Земельный вопрос не стоял особняком. Крестьянин страдал, особенно в последний период войны, как продавец и как покупатель: хлеб у него забирали по твердым ценам, продукты промышленности становились все недоступнее. Проблема экономического соотношения деревни и города, которой предстоит впоследствии под именем «ножниц» стать центральной проблемой советского хозяйства, показывает уже свой грозный облик. Большевики говорили крестьянину: советы должны взять власть, передать тебе землю, кончить войну, демобилизовать промышленность, установить рабочий контроль над производством, регулировать взаимоотношение цен промышленных и земледельческих продуктов. Как ни суммарен был этот ответ, но он намечал путь. «Средостением между нами и крестьянством, – говорил Троцкий 10 октября на конференции завкомов, – являются авксентьевские советчики. Нужно пробить эту стену. Нужно объяснить деревне, что все попытки рабочего помочь крестьянину снабжением деревни сельскохозяйственными орудиями будут безрезультатны до тех пор, пока не будет установлен рабочий контроль над организованным производством». В этом духе конференция выпустила манифест к крестьянам.
Петроградские рабочие создали тем временем на заводах особые комиссии, которые собирали металл, браковочные части и обрезки в распоряжение специального центра «Рабочий – крестьянину». Лом шел на выделку простейших земледельческих орудий и запасных частей. Это первое плановое вторжение рабочих в ход производства, еще незначительное по объему, с перевесом агитационных целей над экономическими, приоткрывало, однако, перспективу близкого будущего. Испуганный вторжением большевиков в заповедную область деревни крестьянский Исполнительный комитет сделал попытку овладеть новым начинанием. Но тягаться с большевиками на городской арене было совсем уже не под силу одряхлевшим соглашателям, которые и в деревне теряли почву под ногами.
Эхо агитации большевиков «настолько взбудоражило бедняцкое крестьянство, – писал впоследствии тверской крестьянин Воробьев, – что можно определенно сказать: не будь Октября в октябре, он был бы в ноябре». Эта красочная характеристика политической силы большевизма не находится ни в каком противоречии с фактом его организационной слабости. Через такие острые диспропорции только и может прокладывать себе дорогу революция. Именно поэтому, к слову сказать, ее движение невозможно вогнать в рамки формальной демократии. Чтобы аграрный переворот мог совершиться в октябре или ноябре, крестьянству не оставалось ничего другого, как использовать расползающуюся ткань все той же партии эсеров. Левые ее элементы спешно и беспорядочно группируются под натиском крестьянского восстания, тянутся за большевиками и соперничают с ними. В течение ближайших месяцев политический сдвиг крестьянства пойдет главным образом под лоскутным знаменем левых эсеров: эта эфемерная партия становится отраженной и неустойчивой формой деревенского большевизма, временным мостом от крестьянской войны к пролетарскому перевороту.

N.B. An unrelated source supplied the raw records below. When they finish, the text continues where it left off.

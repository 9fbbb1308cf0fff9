use std::cell::Cell;
use std::rc::{Rc, Weak};

use fxhash::FxBuildHasher;
use indexmap::IndexMap;

use crate::binding::BindingData;
use crate::slot::SlotCell;

#[derive(Clone, Copy, PartialEq, Eq, Hash, Debug)]
pub(crate) struct ObserverId(u64);

thread_local! {
	static NEXT_OBSERVER_ID: Cell<u64> = const { Cell::new(0) };
}

impl ObserverId {
	pub fn next() -> Self {
		NEXT_OBSERVER_ID.with(|next| {
			let id = next.get();
			next.set(id + 1);
			ObserverId(id)
		})
	}
}

/// One party interested in a value change. The three capabilities of
/// the observer chain: invalidate a dependent binding, run a callback,
/// or forward the notification into an alias's own chain.
#[derive(Clone)]
pub(crate) enum ObserverKind {
	Dependency(Weak<BindingData>),
	ChangeHandler(Rc<dyn Fn()>),
	Alias(Weak<SlotCell>),
}

/// Insertion-ordered observer registry. Ids are process-unique, so a
/// list can be handed from a slot to a binding and back without
/// invalidating outstanding [`ChangeHandler`] guards. `swap_remove`
/// keeps unlink O(1) regardless of position.
#[derive(Default)]
pub(crate) struct ObserverList {
	entries: IndexMap<ObserverId, ObserverKind, FxBuildHasher>,
}

impl ObserverList {
	pub fn insert(&mut self, kind: ObserverKind) -> ObserverId {
		let id = ObserverId::next();
		self.entries.insert(id, kind);
		id
	}

	pub fn remove(&mut self, id: ObserverId) -> bool {
		self.entries.swap_remove(&id).is_some()
	}

	pub fn is_empty(&self) -> bool {
		self.entries.is_empty()
	}

	pub fn len(&self) -> usize {
		self.entries.len()
	}

	pub fn merge(&mut self, other: ObserverList) {
		for (id, kind) in other.entries {
			self.entries.insert(id, kind);
		}
	}

	pub fn snapshot(&self) -> Vec<ObserverKind> {
		self.entries.values().cloned().collect()
	}
}

/// Shared state of one notification walk. `changed` starts optimistic;
/// once a triggering binding is evaluated and turns out to produce the
/// same value, the walk stops so downstream handlers never fire for a
/// non-change.
pub(crate) struct NotifyState {
	known_changed: bool,
	changed: bool,
}

impl NotifyState {
	/// The value was already written and differs from the old one.
	pub fn known_changed() -> Self {
		NotifyState {
			known_changed: true,
			changed: true,
		}
	}

	/// A binding went dirty; whether the value differs is only known
	/// after the binding is evaluated.
	pub fn pending() -> Self {
		NotifyState {
			known_changed: false,
			changed: true,
		}
	}
}

/// Depth-first notification over a snapshot of an observer chain.
/// Dependency edges mark their binding dirty (which recurses into that
/// binding's own observers), change handlers run immediately, alias
/// edges continue the walk in the aliased slot's chain.
pub(crate) fn notify(
	observers: Vec<ObserverKind>,
	triggering: Option<&Rc<BindingData>>,
	state: &mut NotifyState,
) {
	if !state.changed {
		return;
	}

	for kind in observers {
		match kind {
			ObserverKind::Dependency(binding) => {
				if let Some(binding) = binding.upgrade() {
					binding.mark_dirty_and_notify();
				}
			}
			ObserverKind::ChangeHandler(handler) => {
				if !state.known_changed {
					state.known_changed = true;
					state.changed = match triggering {
						Some(binding) => Rc::clone(binding).evaluate_if_dirty_and_return_changed(),
						None => true,
					};
				}
				if !state.changed {
					return;
				}
				handler();
			}
			ObserverKind::Alias(slot) => {
				if let Some(slot) = slot.upgrade() {
					slot.notify_observers(triggering, state);
					if !state.changed {
						return;
					}
				}
			}
		}
	}
}

/// Keeps a change callback registered. Dropping the handler unlinks it
/// from whichever observer chain currently holds it.
#[must_use = "the callback stops observing when the handler is dropped"]
pub struct ChangeHandler {
	pub(crate) slot: Weak<SlotCell>,
	pub(crate) id: ObserverId,
}

impl Drop for ChangeHandler {
	fn drop(&mut self) {
		if let Some(slot) = self.slot.upgrade() {
			slot.remove_observer(self.id);
		}
	}
}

Аграрная революция нуждалась в собственных органах на местах. Как они выглядели? В деревне существовали организации нескольких типов: государственные, как исполнительные комитеты волостей, земельные и продовольственные комитеты; общественные, как советы; чисто политические, как партии; наконец органы самоуправления в лице волостного земства. Крестьянские советы успели развернуться только в губернском, отчасти в уездном масштабе; волостных советов было мало. Волостные земства туго прививались. Наоборот, земельные и исполнительные комитеты, по замыслу, государственные органы, становились, как это ни странно на первый взгляд, органами крестьянской революции.
Главный земельный комитет, состоявший из чиновников, помещиков, профессоров, ученых-агрономов, эсеровских политиков, с примесью сомнительных крестьян являлся, по существу, центральным тормозом аграрной революции. Губернские комитеты не переставали быть проводниками правительственной политики. Комитеты в уездах качались между крестьянами и начальством. Зато волостные комитеты, выбиравшиеся крестьянами и работавшие тут же, на глазах села, становились орудием аграрного движения. То обстоятельство, что члены комитетов обычно причисляли себя к эсерам, не меняло дела: они равнялись по мужицкой избе, а не по дворянской усадьбе. Крестьяне особенно ценили государственный характер своих земельных комитетов, видя в нем своего рода патент на гражданскую войну.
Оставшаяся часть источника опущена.